Some insurance programs are simple: one primary policy, one excess policy. Easy. Some insurance programs are complex and contain many layers and coverages. In the case discussed below, the court had to interpret how an Aggregate Corridor Deductible (ACD) in one policy worked and how it affected when the second policy came on risk.
In Lexington insurance Co. v. RLI Insurance Co., No. 19-1496, 2020 U.S. App. LEXIS 2486 (7th Cir. Jan. 27, 2020), the policyholder, a trucking company, had a series of large personal injury settlements. The settlements were paid, but a dispute arose about the amount each of the policyholder’s insurers had to contribute to the settlement.
The policyholder’s insurance program consisted of a $3 million self-insured retention (SIR), followed by a series of excess policies. The excess layers were a $2 million first excess, followed by a $5 million excess, followed by a $25 million umbrella policy. That’s not the complicated point. The first excess policy had an ACD and the parties disputed how it applied. As the court pointed out, without the ACD endorsement, the first excess would apply immediately after exhaustion of the $3 million SIR. But the ACD complicated the simple math.
The ACD provided that the policyholder was to respond to, defend and dispose of all losses covered by the policy “for which the total claim is greater than the [$3 million SIR] until the [ACD] of [$2.5 million] has been satisfied. Once the [ACD] has been exhausted by payment for one or more losses & “costs”, the Insured is only responsible for losses and “costs” up to [the per occurrence SIR].” The endorsement also said that the ACD limit was excess of the SIR. As the court recognized, this endorsement required the policyholder to pay out an additional $2.5 million above its $3 million SIR before the first excess insurer had to pay. Also, according to the court the ACD only applied once per year.
The dispute was about whether the ACD eroded the first excess limits on any claim. In other words, as the first excess insurer argued, the ACD sat within its $2 million layer leaving it with no obligation to pay any loss until the policyholder had paid $3 million per occurrence and had exhausted the full ACD limit in any year. The upper excess insurers argued that the ACD sat below the first excess layer, which meant that those insurers’ obligations would not kick in until $7.5 million was paid on the first large occurrence.
On cross-motions for summary judgment the district court held for the first excess insurer and found that the policy unequivocally provided that payment toward the ACD eroded the first excess layer. The Seventh Circuit affirmed, but did so on the basis of undisputed extrinsic evidence because the court found the ACD ambiguous. The court found the ACD ambiguous because the policy failed to define the ACD feature or describe its mechanics with precision. In particular, nothing in the endorsement said whether the ACD eroded the policy limits.

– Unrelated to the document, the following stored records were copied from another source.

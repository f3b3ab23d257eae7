use std::fs::OpenOptions;
use std::path::Path;
use std::sync::Arc;

use anyhow::{Context, Result};
use clap::Parser;
use tokio::net::TcpListener;
use tracing::{info, warn};

use mathline::{
    cli::{Cli, Command},
    client, server,
};

fn init_tracing(log_file: Option<&Path>) -> Result<()> {
    use tracing_subscriber::{EnvFilter, fmt};

    let filter = EnvFilter::try_from_default_env().unwrap_or_else(|_| EnvFilter::new("info"));
    match log_file {
        Some(path) => {
            let file = OpenOptions::new()
                .create(true)
                .append(true)
                .open(path)
                .with_context(|| format!("failed to open log file {}", path.display()))?;
            let _ = fmt()
                .with_env_filter(filter)
                .with_target(false)
                .with_ansi(false)
                .with_writer(Arc::new(file))
                .try_init();
        }
        None => {
            let _ = fmt().with_env_filter(filter).with_target(false).try_init();
        }
    }
    Ok(())
}

#[tokio::main]
async fn main() -> Result<()> {
    let cli = Cli::parse();
    match cli.command {
        Command::Server(args) => {
            init_tracing(args.log_file.as_deref())?;
            let listener = TcpListener::bind(args.listen).await?;
            let server = server::Server::new(listener);
            let addr = server.local_addr()?;
            info!("server listening on {}", addr);
            if let Err(err) = server.run_until_ctrl_c().await {
                warn!("server exited with error: {err:?}");
                return Err(err);
            }
        }
        Command::Client(args) => {
            init_tracing(None)?;
            client::run(args).await?;
        }
    }

    Ok(())
}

The court first looked to custom and practice, but found that “the usages of the insurance industry” did not resolve the case and did not provide a reliable guide to industry agreement on the terms. So the court, instead, focused on extrinsic evidence–the undisputed evidence of the negotiations between the parties. The court held that summary judgment for the first excess insurer was proper because emails and underwriting files showed that the parties all intended the combined liability of the policyholder and the first excess insurer to be capped at $5 million per occurrence so that the second excess insurer’s liability would begin at $5 million per occurrence. In the court’s view, the evidence clearly indicated that the policyholder and first excess insurer intended the ACD to sit within the first excess insurer’s policy layer. The court also outlined an underwriting memo discussing reinsurance coverage where the reinsurer offered coverage assuming a $2.5 million ACD within the $2 million excess layer above the SIR. As the court said, “we can assume that [the first excess insurer] was not lying to [the reinsurer], especially given the duty of ‘utmost good faith’ that governs reinsurance transactions.”
The court concluded that although the ACD was ambiguous, the extrinsic evidence, including the dealings between the policyholder and the upper layer excess insurer, showed beyond a reasonable dispute that [the upper layer excess insurer] knew exactly what it bargained for and “that’s exactly where the district court’s judgment left it.” The extrinsic evidence compelled summary judgment in favor of the first excess insurer and the district court’s judgment was affirmed.